With the fancy features of c++ like constructors and distructor, operator overloading, virtual functions, etc, the issues of c++ efficiency and determinism are not easy. Simple, similar looking c++ statements can have remarkably different execution times depending upon the vagaries of the language. And if the dynamic features of the language where the data types are inspected at run time to determine which functions are called, determinism becomes very difficult if not impossible.
Depending upon the particular program and libraries, the simple declaration of a class in a function can cause a large amount of code to execute which creates and instantiates the class on the stack. Similarly, the distructors that run on function exit can be quite sizable. (But while this time can be long and hidden from the unsuspecting programmer, it will usually be fixed and not affect determinism. Of course problems arrise if the constructors/ distructors themselves are non-deterministic, say by calling malloc() or free() which will sometimes, but not always invoke garbage collection.)

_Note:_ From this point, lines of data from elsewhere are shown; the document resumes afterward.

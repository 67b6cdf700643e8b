use rusqlite_migration::{Migrations, M};

/// Define all schema migrations.
/// Uses SQLite user_version pragma for tracking, no migration table needed.
pub fn migrations() -> Migrations<'static> {
    Migrations::new(vec![
        M::up(
            "-- Migration 1: Subscription sets and broker outbox

CREATE TABLE set_members (
    set_key TEXT NOT NULL,
    member TEXT NOT NULL,
    added_at TEXT NOT NULL,
    PRIMARY KEY (set_key, member)
);

CREATE TABLE broker_outbox (
    id INTEGER PRIMARY KEY AUTOINCREMENT,
    queue TEXT NOT NULL,
    payload BLOB NOT NULL,
    enqueued_at TEXT NOT NULL
);

CREATE INDEX idx_broker_outbox_queue ON broker_outbox(queue, id);
CREATE INDEX idx_broker_outbox_enqueued ON broker_outbox(enqueued_at);
",
        ),
    ])
}
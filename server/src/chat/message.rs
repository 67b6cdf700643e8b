//! JSON wire forms for chat traffic.

use serde::{Deserialize, Serialize, Serializer};

/// A message as sent by a client.
///
/// No sender field is declared: whatever the client puts in `sender_user_id`
/// or `user_id` is ignored and replaced with the connection identity.
#[derive(Debug, Clone, Default, Deserialize)]
pub struct InboundMessage {
    #[serde(default)]
    pub chat_id: Option<String>,
    #[serde(default)]
    pub content: String,
    #[serde(default, alias = "applicationId")]
    pub application_id: String,
    #[serde(default)]
    pub subscribers: Option<Vec<String>>,
}

/// A message as relayed to recipients and the broker.
///
/// Serialized with the sender under both `sender_user_id` and `user_id`, and
/// the application under both `application_id` and `applicationId`, so
/// consumers reading either spelling find them.
#[derive(Debug, Clone, PartialEq, Eq, Deserialize)]
pub struct OutboundMessage {
    pub chat_id: String,
    pub content: String,
    pub sender_user_id: String,
    pub application_id: String,
    #[serde(default)]
    pub subscribers: Vec<String>,
}

#[derive(Serialize)]
struct OutboundWire<'a> {
    chat_id: &'a str,
    content: &'a str,
    sender_user_id: &'a str,
    user_id: &'a str,
    application_id: &'a str,
    #[serde(rename = "applicationId")]
    application_id_camel: &'a str,
    #[serde(skip_serializing_if = "no_hints")]
    subscribers: &'a [String],
}

fn no_hints(subscribers: &&[String]) -> bool {
    subscribers.is_empty()
}

impl Serialize for OutboundMessage {
    fn serialize<S: Serializer>(&self, serializer: S) -> Result<S::Ok, S::Error> {
        OutboundWire {
            chat_id: &self.chat_id,
            content: &self.content,
            sender_user_id: &self.sender_user_id,
            user_id: &self.sender_user_id,
            application_id: &self.application_id,
            application_id_camel: &self.application_id,
            subscribers: &self.subscribers,
        }
        .serialize(serializer)
    }
}

impl InboundMessage {
    /// The client-supplied chat id, if it is non-empty.
    pub fn requested_chat_id(&self) -> Option<&str> {
        self.chat_id.as_deref().filter(|id| !id.is_empty())
    }

    pub fn subscriber_hints(&self) -> &[String] {
        self.subscribers.as_deref().unwrap_or_default()
    }

    pub fn into_outbound(self, chat_id: String, sender_user_id: &str) -> OutboundMessage {
        OutboundMessage {
            chat_id,
            content: self.content,
            sender_user_id: sender_user_id.to_string(),
            application_id: self.application_id,
            subscribers: self.subscribers.unwrap_or_default(),
        }
    }
}

/// Error frame sent back to the originating connection only.
#[derive(Debug, Serialize, Deserialize)]
pub struct ErrorFrame {
    pub error: String,
}

impl ErrorFrame {
    pub fn encode(message: impl Into<String>) -> String {
        let frame = ErrorFrame {
            error: message.into(),
        };
        serde_json::to_string(&frame).unwrap_or_else(|_| r#"{"error":"internal error"}"#.to_string())
    }
}
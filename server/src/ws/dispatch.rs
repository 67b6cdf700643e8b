//! Bounded fire-and-forget dispatch.
//!
//! Broker publishes go onto one bounded queue drained by a fixed pool of
//! workers. Recipient deliveries go onto each connection's own bounded queue.
//! Neither path ever waits: when a queue is full the work is dropped and
//! counted in `DispatchStats`.

use axum::extract::ws::Message;
use serde::Serialize;
use std::sync::atomic::{AtomicU64, Ordering};
use std::sync::Arc;
use tokio::sync::{mpsc, Mutex};

use super::{ConnectionRegistry, DeliveryError};
use crate::broker::BrokerPublisher;

#[derive(Debug, Default)]
pub struct DispatchStats {
    published: AtomicU64,
    publish_failed: AtomicU64,
    publish_dropped: AtomicU64,
    delivered: AtomicU64,
    delivery_dropped: AtomicU64,
    delivery_failed: AtomicU64,
    rejected: AtomicU64,
}

#[derive(Debug, Clone, Copy, Serialize, PartialEq, Eq)]
pub struct DispatchStatsSnapshot {
    pub published: u64,
    pub publish_failed: u64,
    pub publish_dropped: u64,
    pub publish_queued: u64,
    pub delivered: u64,
    pub delivery_dropped: u64,
    pub delivery_failed: u64,
    pub rejected: u64,
}

impl DispatchStats {
    pub fn record_rejected(&self) {
        self.rejected.fetch_add(1, Ordering::Relaxed);
    }

    fn load(counter: &AtomicU64) -> u64 {
        counter.load(Ordering::Relaxed)
    }
}

type PublishQueue = Arc<Mutex<mpsc::Receiver<Vec<u8>>>>;

#[derive(Clone)]
pub struct Dispatcher {
    publish_tx: mpsc::Sender<Vec<u8>>,
    stats: Arc<DispatchStats>,
}

impl Dispatcher {
    /// Start `workers` publish workers sharing a queue of `queue_capacity` payloads.
    pub fn start(broker: Arc<dyn BrokerPublisher>, queue_capacity: usize, workers: usize) -> Self {
        let (publish_tx, publish_rx) = mpsc::channel(queue_capacity.max(1));
        // Workers take turns on the single receiver
        let queue: PublishQueue = Arc::new(Mutex::new(publish_rx));
        let stats = Arc::new(DispatchStats::default());

        for worker in 0..workers.max(1) {
            tokio::spawn(publish_worker(
                worker,
                queue.clone(),
                broker.clone(),
                stats.clone(),
            ));
        }

        tracing::debug!(
            backend = broker.backend_name(),
            workers = workers.max(1),
            queue_capacity = queue_capacity.max(1),
            "Publish workers started"
        );

        Self { publish_tx, stats }
    }

    /// Queue a payload for the broker. Returns false if it was dropped.
    pub fn publish(&self, payload: Vec<u8>) -> bool {
        // Never wait on the broker; a full queue drops this publish
        match self.publish_tx.try_send(payload) {
            Ok(()) => true,
            Err(mpsc::error::TrySendError::Full(_)) => {
                self.stats.publish_dropped.fetch_add(1, Ordering::Relaxed);
                tracing::warn!("Publish queue full, dropping broker publish");
                false
            }
            Err(mpsc::error::TrySendError::Closed(_)) => {
                self.stats.publish_dropped.fetch_add(1, Ordering::Relaxed);
                tracing::error!("Publish workers gone, dropping broker publish");
                false
            }
        }
    }

    /// Queue `message` on one recipient's connection. Returns false if it was not queued.
    pub fn deliver(&self, connections: &ConnectionRegistry, user_id: &str, message: Message) -> bool {
        match connections.send(user_id, message) {
            Ok(()) => {
                self.stats.delivered.fetch_add(1, Ordering::Relaxed);
                true
            }
            Err(e @ DeliveryError::QueueFull(_)) => {
                self.stats.delivery_dropped.fetch_add(1, Ordering::Relaxed);
                tracing::warn!(user_id = %user_id, error = %e, "Dropping delivery");
                false
            }
            Err(e) => {
                self.stats.delivery_failed.fetch_add(1, Ordering::Relaxed);
                tracing::warn!(user_id = %user_id, error = %e, "Error sending message to user");
                false
            }
        }
    }

    pub fn stats(&self) -> &DispatchStats {
        &self.stats
    }

    pub fn snapshot(&self) -> DispatchStatsSnapshot {
        let stats = &self.stats;
        // Free permits subtracted from the bound is what is still waiting
        let queued = self.publish_tx.max_capacity() - self.publish_tx.capacity();
        DispatchStatsSnapshot {
            published: DispatchStats::load(&stats.published),
            publish_failed: DispatchStats::load(&stats.publish_failed),
            publish_dropped: DispatchStats::load(&stats.publish_dropped),
            publish_queued: queued as u64,
            delivered: DispatchStats::load(&stats.delivered),
            delivery_dropped: DispatchStats::load(&stats.delivery_dropped),
            delivery_failed: DispatchStats::load(&stats.delivery_failed),
            rejected: DispatchStats::load(&stats.rejected),
        }
    }
}

async fn publish_worker(
    worker: usize,
    queue: PublishQueue,
    broker: Arc<dyn BrokerPublisher>,
    stats: Arc<DispatchStats>,
) {
    loop {
        // Hold the lock only while waiting for the next payload
        let next = queue.lock().await.recv().await;
        let Some(payload) = next else {
            // All senders dropped, dispatcher is gone
            break;
        };

        match broker.publish(&payload).await {
            Ok(()) => {
                stats.published.fetch_add(1, Ordering::Relaxed);
            }
            Err(e) => {
                stats.publish_failed.fetch_add(1, Ordering::Relaxed);
                tracing::error!(worker, error = %e, "Failed to publish message");
            }
        }
    }

    tracing::debug!(worker, "Publish worker stopped");
}
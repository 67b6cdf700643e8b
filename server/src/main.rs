use std::net::SocketAddr;
use std::sync::Arc;
use tokio::net::TcpListener;

use relay_server::broker::memory::MemoryBroker;
use relay_server::broker::outbox::{spawn_outbox_cleanup, OutboxPublisher};
use relay_server::broker::BrokerPublisher;
use relay_server::config::{generate_config_template, Config, StorageBackend};
use relay_server::subscriptions::memory::MemorySubscriptionStore;
use relay_server::subscriptions::sqlite::SqliteSubscriptionStore;
use relay_server::subscriptions::SubscriptionStore;
use relay_server::{db, routes, state};

type BoxError = Box<dyn std::error::Error + Send + Sync>;

#[tokio::main]
async fn main() -> Result<(), BoxError> {
    // Load config with layered precedence: defaults < TOML < env < CLI
    let config = Config::load()?;

    // Handle --generate-config: print template and exit
    if config.generate_config {
        print!("{}", generate_config_template());
        return Ok(());
    }

    init_tracing(config.json_logs);

    tracing::info!("Chat relay v{} starting", env!("CARGO_PKG_VERSION"));

    let (store, broker) = open_backends(&config)?;

    // Both backends must be reachable before we accept connections
    store.health_check().await?;
    broker.health_check().await?;
    tracing::info!(
        store = store.backend_name(),
        broker = broker.backend_name(),
        "Storage backends ready"
    );

    let app_state = state::AppState::new(
        store,
        broker,
        config.chat_set_members,
        &config.dispatch(),
        config.keepalive(),
    );

    let app = routes::build_router(app_state);

    // Bind and serve
    let addr = format!("{}:{}", config.bind_address, config.port);
    let listener = TcpListener::bind(&addr).await?;
    tracing::info!("Listening on {}", addr);

    axum::serve(
        listener,
        app.into_make_service_with_connect_info::<SocketAddr>(),
    )
    .await?;

    Ok(())
}

fn init_tracing(json_logs: bool) {
    let filter = || {
        tracing_subscriber::EnvFilter::try_from_default_env()
            .unwrap_or_else(|_| tracing_subscriber::EnvFilter::new("relay_server=info"))
    };

    if json_logs {
        tracing_subscriber::fmt().json().with_env_filter(filter()).init();
    } else {
        tracing_subscriber::fmt().pretty().with_env_filter(filter()).init();
    }
}

/// Open the subscription store and broker for the configured backend.
/// For SQLite this also starts the hourly outbox purge.
fn open_backends(
    config: &Config,
) -> Result<(Arc<dyn SubscriptionStore>, Arc<dyn BrokerPublisher>), BoxError> {
    match config.storage {
        StorageBackend::Sqlite => {
            let db = db::init_db(&config.data_dir)?;
            let outbox = config.outbox();
            spawn_outbox_cleanup(db.clone(), outbox.retention_days, outbox.cleanup_interval_secs);

            let outbox_publisher = OutboxPublisher::new(db.clone(), config.queue_name.clone());
            tracing::info!(
                queue = outbox_publisher.queue(),
                retention_days = outbox.retention_days,
                "Publishing to SQLite outbox"
            );

            let store: Arc<dyn SubscriptionStore> = Arc::new(SqliteSubscriptionStore::new(db));
            let broker: Arc<dyn BrokerPublisher> = Arc::new(outbox_publisher);
            Ok((store, broker))
        }
        StorageBackend::Memory => {
            tracing::warn!("Using in-memory storage, subscriptions are lost on restart");
            let store: Arc<dyn SubscriptionStore> = Arc::new(MemorySubscriptionStore::new());
            let broker: Arc<dyn BrokerPublisher> = Arc::new(MemoryBroker::new());
            Ok((store, broker))
        }
    }
}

Thus, some of the fancy features of c++ should be used carefully (and maybe sparingly) in programs where performance and determinism are important. Similarly, all class libraries (which can have “hidden” behaviors) that a system uses must be known and understood. Testing of programs and inspection of actual generated code and code paths is important until familiarity with the c++ and it behaviors are gained.
Overall, with proper engineering, the c++ can be used for real time and even deterministic programming. As with any language, including c and assembler, care and understanding of the language and the entire system, including the OS, is required.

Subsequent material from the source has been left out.